Stereotype jokes
Yo mama so fat, cow!
What do you call a horse rider with Down syndrome?
Down Quijote.
Why did the chicken cross the road?
To get to the gay man's house.
Knock, knock.
Who's there?
The chicken.
What is the difference between a feminist and a female prostitute? If you want a female prostitute to be a bitch, you have to give her money first.
When a midget smokes weed, do they get high or medium?
If a heterosexual man wanted his dick sucked, what would a feminist say to him that a gay man would never say to him?

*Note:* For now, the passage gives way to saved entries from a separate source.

use chrono::{DateTime, Utc};
use serde::{Deserialize, Serialize};
use std::{fmt, str::FromStr};

use crate::error::LookupError;

/// A city/country pair as typed into the form.
#[derive(Debug, Clone, PartialEq, Eq)]
pub struct LocationQuery {
    pub city: String,
    /// Free-form; not checked against ISO codes.
    pub country: String,
}

impl LocationQuery {
    pub fn new(city: impl Into<String>, country: impl Into<String>) -> Self {
        Self {
            city: city.into(),
            country: country.into(),
        }
    }

    /// Rejects blank fields, city first.
    pub fn validate(&self) -> Result<(), LookupError> {
        if self.city.trim().is_empty() {
            return Err(LookupError::Validation { field: "city" });
        }
        if self.country.trim().is_empty() {
            return Err(LookupError::Validation { field: "country" });
        }
        Ok(())
    }

    /// Copy with surrounding whitespace removed, as sent on the wire.
    pub fn trimmed(&self) -> Self {
        Self::new(self.city.trim(), self.country.trim())
    }
}

impl fmt::Display for LocationQuery {
    fn fmt(&self, f: &mut fmt::Formatter<'_>) -> fmt::Result {
        write!(f, "{}, {}", self.city, self.country)
    }
}

/// One snapshot of weather data as decoded from the provider.
#[derive(Debug, Clone, PartialEq, Serialize, Deserialize)]
pub struct WeatherReading {
    pub location_name: String,
    pub country_code: String,
    pub temperature_kelvin: f64,
    pub humidity_percent: u8,
    pub pressure_hpa: u32,
    pub wind_speed_mps: f64,
    pub condition_main: String,
    pub condition_description: String,
    pub icon_code: String,
    pub observed_at: Option<DateTime<Utc>>,
}

/// Lifecycle of the current lookup. Exactly one variant is active.
#[derive(Debug, Clone, PartialEq, Default)]
pub enum LookupState {
    #[default]
    Idle,
    Loading,
    Success(WeatherReading),
    Failure(String),
}

impl LookupState {
    pub fn is_loading(&self) -> bool {
        matches!(self, LookupState::Loading)
    }

    pub fn reading(&self) -> Option<&WeatherReading> {
        match self {
            LookupState::Success(reading) => Some(reading),
            _ => None,
        }
    }

    pub fn error_message(&self) -> Option<&str> {
        match self {
            LookupState::Failure(message) => Some(message),
            _ => None,
        }
    }
}

#[derive(Debug, Clone, Copy, PartialEq, Eq, Hash, Default, Serialize, Deserialize)]
#[serde(rename_all = "lowercase")]
pub enum DisplayUnit {
    #[default]
    Celsius,
    Fahrenheit,
}

impl DisplayUnit {
    pub fn toggled(self) -> Self {
        match self {
            DisplayUnit::Celsius => DisplayUnit::Fahrenheit,
            DisplayUnit::Fahrenheit => DisplayUnit::Celsius,
        }
    }

    pub fn symbol(self) -> &'static str {
        match self {
            DisplayUnit::Celsius => "°C",
            DisplayUnit::Fahrenheit => "°F",
        }
    }
}

impl fmt::Display for DisplayUnit {
    fn fmt(&self, f: &mut fmt::Formatter<'_>) -> fmt::Result {
        f.write_str(match self {
            DisplayUnit::Celsius => "celsius",
            DisplayUnit::Fahrenheit => "fahrenheit",
        })
    }
}

impl FromStr for DisplayUnit {
    type Err = String;

    fn from_str(value: &str) -> Result<Self, Self::Err> {
        match value.trim().to_lowercase().as_str() {
            "c" | "celsius" => Ok(DisplayUnit::Celsius),
            "f" | "fahrenheit" => Ok(DisplayUnit::Fahrenheit),
            _ => Err(format!(
                "Unknown unit '{value}'. Expected one of: c, celsius, f, fahrenheit."
            )),
        }
    }
}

"Not now, I have a headache."
Boy, your momma so ugly she’s denied from the homeless parties in the dumpster.
Quiet kid, your momma so funny she made a joke pop out her a*s.
Straight people ask why gays have such a good fashion sense. Baby, we didn’t spend all that time in the closet for nothing.
Why don’t Belgians eat shit sandwiches?
They don’t fancy bread!
A redhead, a dark-haired woman, and a blonde walk into a bar and agree to fly to the sun!
The blonde states, "I agree, let's leave at night!"
What did the pirate say on his 80th birthday?
Aye, matey!
Fat girls give the best head because they are hungry and eat the most dick.
Fat people are thirsty, so I piss in their mouth.
Why shouldn’t you pick on a midget with learning difficulties?
... Because it’s not big and it’s not clever.
Why was Hellen Keller a bad driver? She was a woman.
Also, I have the same Birthday as her, so I have the pass.
When are you from Alabama? You know!!! 🐩
Yo mama so nice she...
Americans are so fat that they named an atom bomb "Fat Man" to describe themselves.
You're gay.
If you read this.
What do you get when you put a clown, a peodophile, a gay wet person?